**Supplied data:**
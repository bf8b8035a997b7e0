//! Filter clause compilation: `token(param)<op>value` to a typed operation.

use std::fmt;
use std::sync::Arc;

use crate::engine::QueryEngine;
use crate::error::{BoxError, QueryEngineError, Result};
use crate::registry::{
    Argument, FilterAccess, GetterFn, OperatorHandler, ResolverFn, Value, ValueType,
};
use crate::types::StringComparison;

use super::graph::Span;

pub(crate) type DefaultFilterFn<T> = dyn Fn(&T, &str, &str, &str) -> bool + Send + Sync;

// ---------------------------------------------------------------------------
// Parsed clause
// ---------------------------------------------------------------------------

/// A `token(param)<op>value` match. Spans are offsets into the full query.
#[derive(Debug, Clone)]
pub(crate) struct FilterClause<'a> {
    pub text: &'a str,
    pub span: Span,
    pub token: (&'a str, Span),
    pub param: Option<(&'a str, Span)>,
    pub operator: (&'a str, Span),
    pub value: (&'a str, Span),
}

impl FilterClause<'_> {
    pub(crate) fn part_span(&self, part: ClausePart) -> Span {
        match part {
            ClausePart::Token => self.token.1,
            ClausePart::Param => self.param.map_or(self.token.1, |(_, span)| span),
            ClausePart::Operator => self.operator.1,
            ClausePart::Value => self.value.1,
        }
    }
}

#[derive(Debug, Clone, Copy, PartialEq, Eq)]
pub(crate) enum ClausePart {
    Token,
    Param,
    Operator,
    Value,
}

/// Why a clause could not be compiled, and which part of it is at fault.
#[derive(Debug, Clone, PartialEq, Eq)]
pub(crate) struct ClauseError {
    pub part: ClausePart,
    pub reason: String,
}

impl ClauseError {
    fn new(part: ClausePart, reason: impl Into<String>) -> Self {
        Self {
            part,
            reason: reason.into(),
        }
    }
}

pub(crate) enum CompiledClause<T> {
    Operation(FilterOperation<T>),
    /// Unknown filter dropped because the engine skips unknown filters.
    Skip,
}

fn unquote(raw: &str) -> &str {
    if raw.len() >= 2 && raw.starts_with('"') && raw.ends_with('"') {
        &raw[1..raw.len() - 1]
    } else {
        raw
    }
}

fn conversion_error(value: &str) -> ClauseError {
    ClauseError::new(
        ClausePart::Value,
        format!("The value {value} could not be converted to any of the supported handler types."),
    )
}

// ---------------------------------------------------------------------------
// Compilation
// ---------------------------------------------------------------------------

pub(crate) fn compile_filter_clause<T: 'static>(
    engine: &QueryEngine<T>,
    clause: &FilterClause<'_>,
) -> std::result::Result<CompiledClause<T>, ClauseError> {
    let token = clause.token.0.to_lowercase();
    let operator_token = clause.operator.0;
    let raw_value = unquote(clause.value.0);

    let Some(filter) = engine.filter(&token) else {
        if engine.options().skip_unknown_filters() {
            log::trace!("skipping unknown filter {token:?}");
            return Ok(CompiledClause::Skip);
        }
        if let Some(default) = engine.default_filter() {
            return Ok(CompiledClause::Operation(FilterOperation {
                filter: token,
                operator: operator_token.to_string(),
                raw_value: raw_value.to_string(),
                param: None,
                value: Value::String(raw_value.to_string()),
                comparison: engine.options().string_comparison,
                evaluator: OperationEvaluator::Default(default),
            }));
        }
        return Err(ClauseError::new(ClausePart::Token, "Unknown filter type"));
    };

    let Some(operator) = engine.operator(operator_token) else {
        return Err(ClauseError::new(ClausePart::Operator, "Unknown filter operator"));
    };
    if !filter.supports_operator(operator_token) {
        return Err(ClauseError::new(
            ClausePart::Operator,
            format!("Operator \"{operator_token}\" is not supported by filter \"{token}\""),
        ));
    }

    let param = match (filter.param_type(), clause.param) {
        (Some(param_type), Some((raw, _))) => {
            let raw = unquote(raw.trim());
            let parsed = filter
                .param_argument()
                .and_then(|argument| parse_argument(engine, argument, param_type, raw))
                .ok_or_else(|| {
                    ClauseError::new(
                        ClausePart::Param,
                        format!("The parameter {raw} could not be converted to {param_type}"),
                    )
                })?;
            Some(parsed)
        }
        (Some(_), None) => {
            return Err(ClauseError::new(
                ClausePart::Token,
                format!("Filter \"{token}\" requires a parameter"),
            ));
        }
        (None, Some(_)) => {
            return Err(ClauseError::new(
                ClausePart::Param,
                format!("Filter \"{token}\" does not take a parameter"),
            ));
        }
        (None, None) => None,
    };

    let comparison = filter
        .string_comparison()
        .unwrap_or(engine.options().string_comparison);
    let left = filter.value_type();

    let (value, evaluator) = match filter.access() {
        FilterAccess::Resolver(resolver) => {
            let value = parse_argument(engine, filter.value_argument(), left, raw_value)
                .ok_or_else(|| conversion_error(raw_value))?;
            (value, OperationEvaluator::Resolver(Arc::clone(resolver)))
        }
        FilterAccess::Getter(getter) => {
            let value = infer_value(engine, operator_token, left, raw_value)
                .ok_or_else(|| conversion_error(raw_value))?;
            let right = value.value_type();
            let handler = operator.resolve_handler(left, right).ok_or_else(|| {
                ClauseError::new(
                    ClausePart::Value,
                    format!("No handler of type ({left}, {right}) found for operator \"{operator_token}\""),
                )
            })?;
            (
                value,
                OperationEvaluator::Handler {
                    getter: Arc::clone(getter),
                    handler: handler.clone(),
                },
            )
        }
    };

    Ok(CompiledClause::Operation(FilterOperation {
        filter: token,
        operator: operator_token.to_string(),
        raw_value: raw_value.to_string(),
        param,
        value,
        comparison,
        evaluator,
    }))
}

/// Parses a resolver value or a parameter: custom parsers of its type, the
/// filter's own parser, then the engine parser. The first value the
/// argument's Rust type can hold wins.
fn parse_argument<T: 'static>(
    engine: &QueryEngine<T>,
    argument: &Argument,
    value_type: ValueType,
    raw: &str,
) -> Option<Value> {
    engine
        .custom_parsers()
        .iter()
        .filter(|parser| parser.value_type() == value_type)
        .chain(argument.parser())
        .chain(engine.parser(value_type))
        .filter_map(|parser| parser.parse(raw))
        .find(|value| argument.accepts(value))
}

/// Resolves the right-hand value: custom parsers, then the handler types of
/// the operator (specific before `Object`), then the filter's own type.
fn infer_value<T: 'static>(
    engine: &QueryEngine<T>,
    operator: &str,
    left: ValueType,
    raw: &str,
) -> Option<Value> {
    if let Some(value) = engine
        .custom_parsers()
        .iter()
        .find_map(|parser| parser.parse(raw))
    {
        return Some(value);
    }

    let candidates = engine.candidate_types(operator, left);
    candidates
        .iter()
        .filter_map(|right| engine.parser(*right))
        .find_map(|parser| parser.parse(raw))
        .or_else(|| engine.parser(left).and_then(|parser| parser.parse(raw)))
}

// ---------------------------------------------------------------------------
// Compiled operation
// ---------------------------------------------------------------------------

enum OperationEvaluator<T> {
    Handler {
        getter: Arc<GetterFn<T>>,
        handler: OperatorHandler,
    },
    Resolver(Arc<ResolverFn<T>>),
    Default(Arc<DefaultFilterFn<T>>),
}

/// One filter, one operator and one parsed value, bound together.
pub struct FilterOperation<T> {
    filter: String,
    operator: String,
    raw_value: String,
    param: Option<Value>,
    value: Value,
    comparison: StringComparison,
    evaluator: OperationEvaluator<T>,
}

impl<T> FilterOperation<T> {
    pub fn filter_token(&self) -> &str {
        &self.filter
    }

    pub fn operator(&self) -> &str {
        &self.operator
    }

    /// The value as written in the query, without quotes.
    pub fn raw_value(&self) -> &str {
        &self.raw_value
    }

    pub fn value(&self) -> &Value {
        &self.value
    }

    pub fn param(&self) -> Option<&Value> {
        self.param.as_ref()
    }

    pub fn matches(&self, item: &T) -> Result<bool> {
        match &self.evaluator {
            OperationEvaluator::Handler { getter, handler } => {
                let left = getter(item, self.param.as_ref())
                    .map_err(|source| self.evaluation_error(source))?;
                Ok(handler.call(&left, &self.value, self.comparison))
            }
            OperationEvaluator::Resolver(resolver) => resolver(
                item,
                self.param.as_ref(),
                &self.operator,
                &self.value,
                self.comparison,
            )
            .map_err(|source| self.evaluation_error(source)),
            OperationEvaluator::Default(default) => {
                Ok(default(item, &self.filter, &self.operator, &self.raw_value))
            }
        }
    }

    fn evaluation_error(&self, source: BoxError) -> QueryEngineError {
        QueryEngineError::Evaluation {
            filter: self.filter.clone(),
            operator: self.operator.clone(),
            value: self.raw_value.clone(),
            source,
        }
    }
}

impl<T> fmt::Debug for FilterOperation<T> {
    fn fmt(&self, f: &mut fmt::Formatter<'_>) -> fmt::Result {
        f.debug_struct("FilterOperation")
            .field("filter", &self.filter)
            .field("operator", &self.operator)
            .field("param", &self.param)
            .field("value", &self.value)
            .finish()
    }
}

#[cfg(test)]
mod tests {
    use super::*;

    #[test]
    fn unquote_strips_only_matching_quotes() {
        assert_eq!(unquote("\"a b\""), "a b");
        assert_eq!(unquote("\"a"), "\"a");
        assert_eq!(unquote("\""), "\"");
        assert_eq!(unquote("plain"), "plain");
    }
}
...
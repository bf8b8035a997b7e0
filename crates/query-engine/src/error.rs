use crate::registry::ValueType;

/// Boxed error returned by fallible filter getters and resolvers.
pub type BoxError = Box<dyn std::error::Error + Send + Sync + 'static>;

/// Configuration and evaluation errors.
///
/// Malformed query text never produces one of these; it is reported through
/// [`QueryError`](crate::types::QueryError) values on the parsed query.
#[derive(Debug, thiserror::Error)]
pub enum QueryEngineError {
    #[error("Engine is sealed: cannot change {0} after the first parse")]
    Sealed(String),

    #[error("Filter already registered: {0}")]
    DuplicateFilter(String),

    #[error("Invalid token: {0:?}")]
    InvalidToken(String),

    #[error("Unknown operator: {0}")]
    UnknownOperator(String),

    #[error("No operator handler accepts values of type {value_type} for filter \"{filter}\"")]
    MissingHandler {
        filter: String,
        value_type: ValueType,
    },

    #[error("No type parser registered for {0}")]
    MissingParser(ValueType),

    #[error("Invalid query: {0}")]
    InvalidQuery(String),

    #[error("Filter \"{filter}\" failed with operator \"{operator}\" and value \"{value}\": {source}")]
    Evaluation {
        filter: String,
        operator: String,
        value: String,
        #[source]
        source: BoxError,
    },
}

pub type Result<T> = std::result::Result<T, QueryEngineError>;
* * *
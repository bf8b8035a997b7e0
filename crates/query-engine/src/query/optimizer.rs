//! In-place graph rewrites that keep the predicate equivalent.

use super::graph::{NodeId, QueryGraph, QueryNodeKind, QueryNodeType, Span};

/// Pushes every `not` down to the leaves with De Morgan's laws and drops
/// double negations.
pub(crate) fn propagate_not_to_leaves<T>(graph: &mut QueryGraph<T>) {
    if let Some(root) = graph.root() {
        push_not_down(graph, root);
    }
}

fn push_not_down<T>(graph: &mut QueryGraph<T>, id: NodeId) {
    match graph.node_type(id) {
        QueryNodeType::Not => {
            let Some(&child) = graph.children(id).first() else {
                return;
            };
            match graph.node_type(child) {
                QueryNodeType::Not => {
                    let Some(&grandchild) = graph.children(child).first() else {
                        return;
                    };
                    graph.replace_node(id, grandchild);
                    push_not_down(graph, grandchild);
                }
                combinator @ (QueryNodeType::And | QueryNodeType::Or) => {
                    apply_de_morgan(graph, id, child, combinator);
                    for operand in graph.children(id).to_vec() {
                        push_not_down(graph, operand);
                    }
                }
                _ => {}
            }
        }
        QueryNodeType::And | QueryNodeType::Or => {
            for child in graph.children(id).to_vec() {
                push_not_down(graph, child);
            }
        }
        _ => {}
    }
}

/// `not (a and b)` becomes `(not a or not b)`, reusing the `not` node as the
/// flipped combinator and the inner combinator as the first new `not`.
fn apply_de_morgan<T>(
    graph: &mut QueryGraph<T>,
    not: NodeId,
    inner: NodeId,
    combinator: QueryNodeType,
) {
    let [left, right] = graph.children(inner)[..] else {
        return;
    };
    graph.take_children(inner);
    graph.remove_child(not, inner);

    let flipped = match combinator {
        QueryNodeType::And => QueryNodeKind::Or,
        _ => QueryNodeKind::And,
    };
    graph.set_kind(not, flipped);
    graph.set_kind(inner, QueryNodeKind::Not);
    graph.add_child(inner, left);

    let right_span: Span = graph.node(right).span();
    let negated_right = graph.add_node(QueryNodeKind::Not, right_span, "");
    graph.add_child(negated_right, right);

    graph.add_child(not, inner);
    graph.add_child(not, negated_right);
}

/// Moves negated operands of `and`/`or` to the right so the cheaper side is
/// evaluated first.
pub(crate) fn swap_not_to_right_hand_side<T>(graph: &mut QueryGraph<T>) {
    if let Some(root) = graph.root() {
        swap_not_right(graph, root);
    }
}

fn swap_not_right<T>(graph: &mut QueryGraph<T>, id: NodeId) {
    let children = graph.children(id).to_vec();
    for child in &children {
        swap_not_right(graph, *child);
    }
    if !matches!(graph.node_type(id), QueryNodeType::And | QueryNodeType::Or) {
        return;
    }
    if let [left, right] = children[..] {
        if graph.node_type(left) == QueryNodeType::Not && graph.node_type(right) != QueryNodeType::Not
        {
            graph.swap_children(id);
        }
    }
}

**What is required:**
Check each line above for the word "OperationEvaluator" and copy every line that has it.

**Your response:**
                evaluator: OperationEvaluator::Default(default),
            (value, OperationEvaluator::Resolver(Arc::clone(resolver)))
                OperationEvaluator::Handler {
enum OperationEvaluator<T> {
    evaluator: OperationEvaluator<T>,
            OperationEvaluator::Handler { getter, handler } => {
            OperationEvaluator::Resolver(resolver) => resolver(
            OperationEvaluator::Default(default) => {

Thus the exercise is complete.